=== Collected data ===
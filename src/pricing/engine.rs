use rust_decimal::Decimal;

use super::{
    AppliedPromotion, CartLine, PriceLookup, PricedCart, PricedLine, PricingError, Promotion,
    round_money,
};

/// Price `lines` against current unit prices and apply at most one promotion.
///
/// Line totals and the discount are rounded to the storage scale first, so
/// `total = max(0, subtotal - discount_amount)` also holds for stored rows.
/// The discount is reported as granted, even when it exceeds the subtotal.
pub fn price_cart<L>(
    lines: &[CartLine],
    products: &L,
    promotion: Option<&Promotion>,
) -> Result<PricedCart, PricingError>
where
    L: PriceLookup + ?Sized,
{
    if lines.is_empty() {
        return Err(PricingError::EmptyCart);
    }

    let mut priced = Vec::with_capacity(lines.len());
    let mut subtotal = Decimal::ZERO;
    for line in lines {
        if line.quantity <= 0 {
            return Err(PricingError::InvalidQuantity {
                product_id: line.product_id,
                quantity: line.quantity,
            });
        }
        let unit_price = products
            .unit_price(line.product_id)
            .ok_or(PricingError::ProductNotFound(line.product_id))?;
        let line_total = unit_price
            .checked_mul(Decimal::from(line.quantity))
            .map(round_money)
            .ok_or(PricingError::Overflow)?;
        subtotal = subtotal
            .checked_add(line_total)
            .ok_or(PricingError::Overflow)?;
        priced.push(PricedLine {
            product_id: line.product_id,
            quantity: line.quantity,
            unit_price,
            line_total,
        });
    }

    let discount_amount = match promotion {
        Some(promotion) => promotion.discount_on(subtotal)?,
        None => Decimal::ZERO,
    };
    let total = (subtotal - discount_amount).max(Decimal::ZERO);

    Ok(PricedCart {
        lines: priced,
        subtotal,
        discount_amount,
        total,
        applied_promotion: promotion.map(AppliedPromotion::from),
    })
}
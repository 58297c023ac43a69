use sea_orm::entity::prelude::*;

#[derive(Clone, Debug, PartialEq, DeriveEntityModel)]
#[sea_orm(table_name = "products")]
pub struct Model {
    #[sea_orm(primary_key)]
    pub id: i64,
    pub name: String,
    pub description: Option<String>,
    #[sea_orm(column_type = "Decimal(Some((14, 4)))")]
    pub price: Decimal,
    pub image_url: Option<String>,
    pub tags: String,
    pub stock: i32,
    pub created_at: DateTimeWithTimeZone,
}

#[derive(Copy, Clone, Debug, EnumIter, DeriveRelation)]
pub enum Relation {
    #[sea_orm(has_many = "super::order_items::Entity")]
    OrderItems,
}

impl Related<super::order_items::Entity> for Entity {
    fn to() -> RelationDef {
        Relation::OrderItems.def()
    }
}

impl ActiveModelBehavior for ActiveModel {}
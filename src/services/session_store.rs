use chrono::Utc;
use sea_orm::{
    ConnectionTrait, EntityTrait, QuerySelect, Set, Statement, sea_query::LockType,
    sea_query::OnConflict,
};
use uuid::Uuid;

use crate::{
    checkout_session::CheckoutSession,
    entity::checkout_sessions::{ActiveModel, Column, Entity as CheckoutSessions, Model},
    error::{AppError, AppResult},
};

pub async fn load<C: ConnectionTrait>(conn: &C, user_id: Uuid) -> AppResult<CheckoutSession> {
    let row = CheckoutSessions::find_by_id(user_id).one(conn).await?;
    Ok(decode(user_id, row))
}

/// Load the session and hold a row lock until the surrounding transaction ends.
///
/// An empty row is created first when the user has none, so there is always a
/// row to lock and concurrent first writes serialize as well.
pub async fn load_for_update<C: ConnectionTrait>(
    conn: &C,
    user_id: Uuid,
) -> AppResult<CheckoutSession> {
    let backend = conn.get_database_backend();
    conn.execute(Statement::from_sql_and_values(
        backend,
        "INSERT INTO checkout_sessions (user_id, state) VALUES ($1, $2) ON CONFLICT (user_id) DO NOTHING",
        [user_id.into(), encode(&CheckoutSession::default())?.into()],
    ))
    .await?;

    let row = CheckoutSessions::find_by_id(user_id)
        .lock(LockType::Update)
        .one(conn)
        .await?;
    Ok(decode(user_id, row))
}

pub async fn save<C: ConnectionTrait>(
    conn: &C,
    user_id: Uuid,
    session: &CheckoutSession,
) -> AppResult<()> {
    let active = ActiveModel {
        user_id: Set(user_id),
        state: Set(encode(session)?),
        updated_at: Set(Utc::now().into()),
    };
    CheckoutSessions::insert(active)
        .on_conflict(
            OnConflict::column(Column::UserId)
                .update_columns([Column::State, Column::UpdatedAt])
                .to_owned(),
        )
        .exec(conn)
        .await?;
    Ok(())
}

fn encode(session: &CheckoutSession) -> AppResult<serde_json::Value> {
    serde_json::to_value(session).map_err(|e| AppError::Internal(anyhow::anyhow!(e)))
}

// Missing or unreadable rows decode as an empty session.
fn decode(user_id: Uuid, row: Option<Model>) -> CheckoutSession {
    let Some(row) = row else {
        return CheckoutSession::default();
    };
    match serde_json::from_value(row.state) {
        Ok(session) => session,
        Err(err) => {
            tracing::warn!(%user_id, error = %err, "discarding unreadable checkout session");
            CheckoutSession::default()
        }
    }
}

=== DIRECTIONS FOR THIS TASK ===
The response should consist of all the entries, reproduced word for word.

=== OUTPUT BELOW ===
filename src/pricing/engine.rs
use rust_decimal::Decimal;

use super::{
    AppliedPromotion, CartLine, PriceLookup, PricedCart, PricedLine, PricingError, Promotion,
    round_money,
};

/// Price `lines` against current unit prices and apply at most one promotion.
///
/// Line totals and the discount are rounded to the storage scale first, so
/// `total = max(0, subtotal - discount_amount)` also holds for stored rows.
/// The discount is reported as granted, even when it exceeds the subtotal.
pub fn price_cart<L>(
    lines: &[CartLine],
    products: &L,
    promotion: Option<&Promotion>,
) -> Result<PricedCart, PricingError>
where
    L: PriceLookup + ?Sized,
{
    if lines.is_empty() {
        return Err(PricingError::EmptyCart);
    }

    let mut priced = Vec::with_capacity(lines.len());
    let mut subtotal = Decimal::ZERO;
    for line in lines {
        if line.quantity <= 0 {
            return Err(PricingError::InvalidQuantity {
                product_id: line.product_id,
                quantity: line.quantity,
            });
        }
        let unit_price = products
            .unit_price(line.product_id)
            .ok_or(PricingError::ProductNotFound(line.product_id))?;
        let line_total = unit_price
            .checked_mul(Decimal::from(line.quantity))
            .map(round_money)
            .ok_or(PricingError::Overflow)?;
        subtotal = subtotal
            .checked_add(line_total)
            .ok_or(PricingError::Overflow)?;
        priced.push(PricedLine {
            product_id: line.product_id,
            quantity: line.quantity,
            unit_price,
            line_total,
        });
    }

    let discount_amount = match promotion {
        Some(promotion) => promotion.discount_on(subtotal)?,
        None => Decimal::ZERO,
    };
    let total = (subtotal - discount_amount).max(Decimal::ZERO);

    Ok(PricedCart {
        lines: priced,
        subtotal,
        discount_amount,
        total,
        applied_promotion: promotion.map(AppliedPromotion::from),
    })
}
repository 58297c023ac43a69
use sea_orm::entity::prelude::*;

#[derive(Clone, Debug, PartialEq, DeriveEntityModel)]
#[sea_orm(table_name = "products")]
pub struct Model {
    #[sea_orm(primary_key)]
    pub id: i64,
    pub name: String,
    pub description: Option<String>,
    #[sea_orm(column_type = "Decimal(Some((14, 4)))")]
    pub price: Decimal,
    pub image_url: Option<String>,
    pub tags: String,
    pub stock: i32,
    pub created_at: DateTimeWithTimeZone,
}

#[derive(Copy, Clone, Debug, EnumIter, DeriveRelation)]
pub enum Relation {
    #[sea_orm(has_many = "super::order_items::Entity")]
    OrderItems,
}

impl Related<super::order_items::Entity> for Entity {
    fn to() -> RelationDef {
        Relation::OrderItems.def()
    }
}

impl ActiveModelBehavior for ActiveModel {}
filename src/services/session_store.rs
use chrono::Utc;
use sea_orm::{
    ConnectionTrait, EntityTrait, QuerySelect, Set, Statement, sea_query::LockType,
    sea_query::OnConflict,
};
use uuid::Uuid;

use crate::{
    checkout_session::CheckoutSession,
    entity::checkout_sessions::{ActiveModel, Column, Entity as CheckoutSessions, Model},
    error::{AppError, AppResult},
};

pub async fn load<C: ConnectionTrait>(conn: &C, user_id: Uuid) -> AppResult<CheckoutSession> {
    let row = CheckoutSessions::find_by_id(user_id).one(conn).await?;
    Ok(decode(user_id, row))
}

/// Load the session and hold a row lock until the surrounding transaction ends.
///
/// An empty row is created first when the user has none, so there is always a
/// row to lock and concurrent first writes serialize as well.
pub async fn load_for_update<C: ConnectionTrait>(
    conn: &C,
    user_id: Uuid,
) -> AppResult<CheckoutSession> {
    let backend = conn.get_database_backend();
    conn.execute(Statement::from_sql_and_values(
        backend,
        "INSERT INTO checkout_sessions (user_id, state) VALUES ($1, $2) ON CONFLICT (user_id) DO NOTHING",
        [user_id.into(), encode(&CheckoutSession::default())?.into()],
    ))
    .await?;

    let row = CheckoutSessions::find_by_id(user_id)
        .lock(LockType::Update)
        .one(conn)
        .await?;
    Ok(decode(user_id, row))
}

pub async fn save<C: ConnectionTrait>(
    conn: &C,
    user_id: Uuid,
    session: &CheckoutSession,
) -> AppResult<()> {
    let active = ActiveModel {
        user_id: Set(user_id),
        state: Set(encode(session)?),
        updated_at: Set(Utc::now().into()),
    };
    CheckoutSessions::insert(active)
        .on_conflict(
            OnConflict::column(Column::UserId)
                .update_columns([Column::State, Column::UpdatedAt])
                .to_owned(),
        )
        .exec(conn)
        .await?;
    Ok(())
}

fn encode(session: &CheckoutSession) -> AppResult<serde_json::Value> {
    serde_json::to_value(session).map_err(|e| AppError::Internal(anyhow::anyhow!(e)))
}

// Missing or unreadable rows decode as an empty session.
fn decode(user_id: Uuid, row: Option<Model>) -> CheckoutSession {
    let Some(row) = row else {
        return CheckoutSession::default();
    };
    match serde_json::from_value(row.state) {
        Ok(session) => session,
        Err(err) => {
            tracing::warn!(%user_id, error = %err, "discarding unreadable checkout session");
            CheckoutSession::default()
        }
    }
}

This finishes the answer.